-- Opening Marker --

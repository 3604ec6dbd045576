//! A user-profile form driven from the command line.
//!
//! Runs the whole protocol against a console transport: the "chat" is
//! stdout, button presses and replies are simulated. Shows schema
//! declaration, initial values, a read-only field, a dynamic choice list
//! and the submit flow.

use std::collections::HashMap;
use std::rc::Rc;

use chatform::*;

/// Transport printing every operation and keeping messages in memory.
#[derive(Default)]
struct ConsoleTransport {
    next_id: MessageId,
    messages: HashMap<(ChatId, MessageId), Message>,
    replies: HashMap<ChatId, PendingEdit>,
}

impl Transport for ConsoleTransport {
    fn send_message(
        &mut self,
        chat: ChatId,
        body: &WireMessage,
        keyboard: Option<&Keyboard>,
    ) -> Result<Message> {
        self.next_id += 1;
        let message = Message {
            chat,
            id: self.next_id,
            text: body.text.trim_end().to_string(),
            markup: body.markup.trim_end().to_string(),
        };
        println!("--- send #{} ---\n{}", message.id, message.text);
        print_keyboard(keyboard);
        self.messages.insert((chat, message.id), message.clone());
        Ok(message)
    }

    fn edit_message(
        &mut self,
        chat: ChatId,
        id: MessageId,
        body: &WireMessage,
        keyboard: Option<&Keyboard>,
    ) -> Result<()> {
        let message = Message {
            chat,
            id,
            text: body.text.trim_end().to_string(),
            markup: body.markup.trim_end().to_string(),
        };
        println!("--- edit #{} ---\n{}", id, message.text);
        print_keyboard(keyboard);
        self.messages.insert((chat, id), message);
        Ok(())
    }

    fn edit_keyboard(
        &mut self,
        chat: ChatId,
        id: MessageId,
        keyboard: Option<&Keyboard>,
    ) -> Result<()> {
        let _ = chat;
        println!("--- keyboard of #{} ---", id);
        print_keyboard(keyboard);
        Ok(())
    }

    fn delete_message(&mut self, chat: ChatId, id: MessageId) -> Result<()> {
        println!("--- delete #{} ---", id);
        self.messages.remove(&(chat, id));
        Ok(())
    }

    fn answer_callback(&mut self, _query_id: &str, text: &str) -> Result<()> {
        println!("*** {} ***", text);
        Ok(())
    }

    fn register_reply(&mut self, chat: ChatId, pending: PendingEdit) {
        self.replies.insert(chat, pending);
    }

    fn take_reply(&mut self, chat: ChatId) -> Option<PendingEdit> {
        self.replies.remove(&chat)
    }

    fn clear_reply(&mut self, chat: ChatId) {
        self.replies.remove(&chat);
    }
}

fn print_keyboard(keyboard: Option<&Keyboard>) {
    match keyboard {
        Some(kb) => {
            for row in &kb.rows {
                let labels: Vec<&str> = row.iter().map(|b| b.label.as_str()).collect();
                println!("  [{}]", labels.join("] ["));
            }
        }
        None => println!("  (no keyboard)"),
    }
}

const CHAT: ChatId = 1;

fn press(d: &Dispatcher, t: &mut ConsoleTransport, message: &Message, data: String) -> Result<()> {
    println!(">>> press {}", data);
    let message = t
        .messages
        .get(&(message.chat, message.id))
        .cloned()
        .unwrap_or_else(|| message.clone());
    d.handle_callback(
        t,
        &CallbackQuery {
            id: "demo".into(),
            message,
            data,
        },
    )
}

fn say(d: &Dispatcher, t: &mut ConsoleTransport, text: &str) -> Result<()> {
    println!(">>> user says: {}", text);
    t.next_id += 1;
    let message = Message {
        chat: CHAT,
        id: t.next_id,
        text: text.into(),
        markup: text.into(),
    };
    d.handle_message(t, &message)
}

fn main() -> Result<()> {
    env_logger::init();

    let schema = Rc::new(
        FormSchema::builder("user")
            .field(FieldDef::str("name").label("Name").required())
            .field(FieldDef::str("username").label("Username").read_only())
            .field(FieldDef::int("age").label("Age").required())
            .field(FieldDef::bool("admin").label("Admin").initial(Value::Bool(false)))
            .field(FieldDef::choice("sex", vec!["M".into(), "F".into()]).label("Sex"))
            .field(
                FieldDef::dynamic_choice("day")
                    .label("Day of month")
                    .row_width(7)
                    .noneable(),
            )
            .field(FieldDef::link("site").label("Website").noneable())
            .on_submit(|_, form, _| {
                println!(
                    "=== submitted: name={:?} age={:?} admin={:?} ===",
                    form.value("name"),
                    form.value("age"),
                    form.value("admin"),
                );
            })
            .on_cancel(|_, _, _| println!("=== cancelled ==="))
            .build()?,
    );

    let mut dispatcher = Dispatcher::new();
    dispatcher.register(Rc::clone(&schema))?;

    let mut form = FormInstance::new(Rc::clone(&schema));
    form.set_value("username", Value::Str("alice42".into()))?;
    form.field_mut("day")
        .ok_or_else(|| Error::UnknownField("day".into()))?
        .set_choices((1..=31).map(|n| n.to_string()).collect())?;

    let mut transport = ConsoleTransport::default();
    let message = dispatcher.send_form(&mut transport, CHAT, &form)?;

    // Premature submit is refused
    press(&dispatcher, &mut transport, &message, callback::submit("user"))?;

    // Fill the form the way a user would
    press(&dispatcher, &mut transport, &message, callback::edit("user", "name"))?;
    say(&dispatcher, &mut transport, "Alice")?;
    press(&dispatcher, &mut transport, &message, callback::edit("user", "age"))?;
    say(&dispatcher, &mut transport, "30")?;
    press(&dispatcher, &mut transport, &message, callback::edit("user", "admin"))?;
    press(&dispatcher, &mut transport, &message, callback::edit("user", "sex"))?;
    press(
        &dispatcher,
        &mut transport,
        &message,
        callback::field_handler("user", "sex", "1"),
    )?;
    press(
        &dispatcher,
        &mut transport,
        &message,
        callback::field_handler("user", "day", "11"),
    )?;

    press(&dispatcher, &mut transport, &message, callback::submit("user"))?;
    Ok(())
}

-- Closing Marker --

▶ Problem
Set down the records above once more, exactly as given.

▶ Answer to the exercise
repository 3604ec6dbd045576
//! A user-profile form driven from the command line.
//!
//! Runs the whole protocol against a console transport: the "chat" is
//! stdout, button presses and replies are simulated. Shows schema
//! declaration, initial values, a read-only field, a dynamic choice list
//! and the submit flow.

use std::collections::HashMap;
use std::rc::Rc;

use chatform::*;

/// Transport printing every operation and keeping messages in memory.
#[derive(Default)]
struct ConsoleTransport {
    next_id: MessageId,
    messages: HashMap<(ChatId, MessageId), Message>,
    replies: HashMap<ChatId, PendingEdit>,
}

impl Transport for ConsoleTransport {
    fn send_message(
        &mut self,
        chat: ChatId,
        body: &WireMessage,
        keyboard: Option<&Keyboard>,
    ) -> Result<Message> {
        self.next_id += 1;
        let message = Message {
            chat,
            id: self.next_id,
            text: body.text.trim_end().to_string(),
            markup: body.markup.trim_end().to_string(),
        };
        println!("--- send #{} ---\n{}", message.id, message.text);
        print_keyboard(keyboard);
        self.messages.insert((chat, message.id), message.clone());
        Ok(message)
    }

    fn edit_message(
        &mut self,
        chat: ChatId,
        id: MessageId,
        body: &WireMessage,
        keyboard: Option<&Keyboard>,
    ) -> Result<()> {
        let message = Message {
            chat,
            id,
            text: body.text.trim_end().to_string(),
            markup: body.markup.trim_end().to_string(),
        };
        println!("--- edit #{} ---\n{}", id, message.text);
        print_keyboard(keyboard);
        self.messages.insert((chat, id), message);
        Ok(())
    }

    fn edit_keyboard(
        &mut self,
        chat: ChatId,
        id: MessageId,
        keyboard: Option<&Keyboard>,
    ) -> Result<()> {
        let _ = chat;
        println!("--- keyboard of #{} ---", id);
        print_keyboard(keyboard);
        Ok(())
    }

    fn delete_message(&mut self, chat: ChatId, id: MessageId) -> Result<()> {
        println!("--- delete #{} ---", id);
        self.messages.remove(&(chat, id));
        Ok(())
    }

    fn answer_callback(&mut self, _query_id: &str, text: &str) -> Result<()> {
        println!("*** {} ***", text);
        Ok(())
    }

    fn register_reply(&mut self, chat: ChatId, pending: PendingEdit) {
        self.replies.insert(chat, pending);
    }

    fn take_reply(&mut self, chat: ChatId) -> Option<PendingEdit> {
        self.replies.remove(&chat)
    }

    fn clear_reply(&mut self, chat: ChatId) {
        self.replies.remove(&chat);
    }
}

fn print_keyboard(keyboard: Option<&Keyboard>) {
    match keyboard {
        Some(kb) => {
            for row in &kb.rows {
                let labels: Vec<&str> = row.iter().map(|b| b.label.as_str()).collect();
                println!("  [{}]", labels.join("] ["));
            }
        }
        None => println!("  (no keyboard)"),
    }
}

const CHAT: ChatId = 1;

fn press(d: &Dispatcher, t: &mut ConsoleTransport, message: &Message, data: String) -> Result<()> {
    println!(">>> press {}", data);
    let message = t
        .messages
        .get(&(message.chat, message.id))
        .cloned()
        .unwrap_or_else(|| message.clone());
    d.handle_callback(
        t,
        &CallbackQuery {
            id: "demo".into(),
            message,
            data,
        },
    )
}

fn say(d: &Dispatcher, t: &mut ConsoleTransport, text: &str) -> Result<()> {
    println!(">>> user says: {}", text);
    t.next_id += 1;
    let message = Message {
        chat: CHAT,
        id: t.next_id,
        text: text.into(),
        markup: text.into(),
    };
    d.handle_message(t, &message)
}

fn main() -> Result<()> {
    env_logger::init();

    let schema = Rc::new(
        FormSchema::builder("user")
            .field(FieldDef::str("name").label("Name").required())
            .field(FieldDef::str("username").label("Username").read_only())
            .field(FieldDef::int("age").label("Age").required())
            .field(FieldDef::bool("admin").label("Admin").initial(Value::Bool(false)))
            .field(FieldDef::choice("sex", vec!["M".into(), "F".into()]).label("Sex"))
            .field(
                FieldDef::dynamic_choice("day")
                    .label("Day of month")
                    .row_width(7)
                    .noneable(),
            )
            .field(FieldDef::link("site").label("Website").noneable())
            .on_submit(|_, form, _| {
                println!(
                    "=== submitted: name={:?} age={:?} admin={:?} ===",
                    form.value("name"),
                    form.value("age"),
                    form.value("admin"),
                );
            })
            .on_cancel(|_, _, _| println!("=== cancelled ==="))
            .build()?,
    );

    let mut dispatcher = Dispatcher::new();
    dispatcher.register(Rc::clone(&schema))?;

    let mut form = FormInstance::new(Rc::clone(&schema));
    form.set_value("username", Value::Str("alice42".into()))?;
    form.field_mut("day")
        .ok_or_else(|| Error::UnknownField("day".into()))?
        .set_choices((1..=31).map(|n| n.to_string()).collect())?;

    let mut transport = ConsoleTransport::default();
    let message = dispatcher.send_form(&mut transport, CHAT, &form)?;

    // Premature submit is refused
    press(&dispatcher, &mut transport, &message, callback::submit("user"))?;

    // Fill the form the way a user would
    press(&dispatcher, &mut transport, &message, callback::edit("user", "name"))?;
    say(&dispatcher, &mut transport, "Alice")?;
    press(&dispatcher, &mut transport, &message, callback::edit("user", "age"))?;
    say(&dispatcher, &mut transport, "30")?;
    press(&dispatcher, &mut transport, &message, callback::edit("user", "admin"))?;
    press(&dispatcher, &mut transport, &message, callback::edit("user", "sex"))?;
    press(
        &dispatcher,
        &mut transport,
        &message,
        callback::field_handler("user", "sex", "1"),
    )?;
    press(
        &dispatcher,
        &mut transport,
        &message,
        callback::field_handler("user", "day", "11"),
    )?;

    press(&dispatcher, &mut transport, &message, callback::submit("user"))?;
    Ok(())
}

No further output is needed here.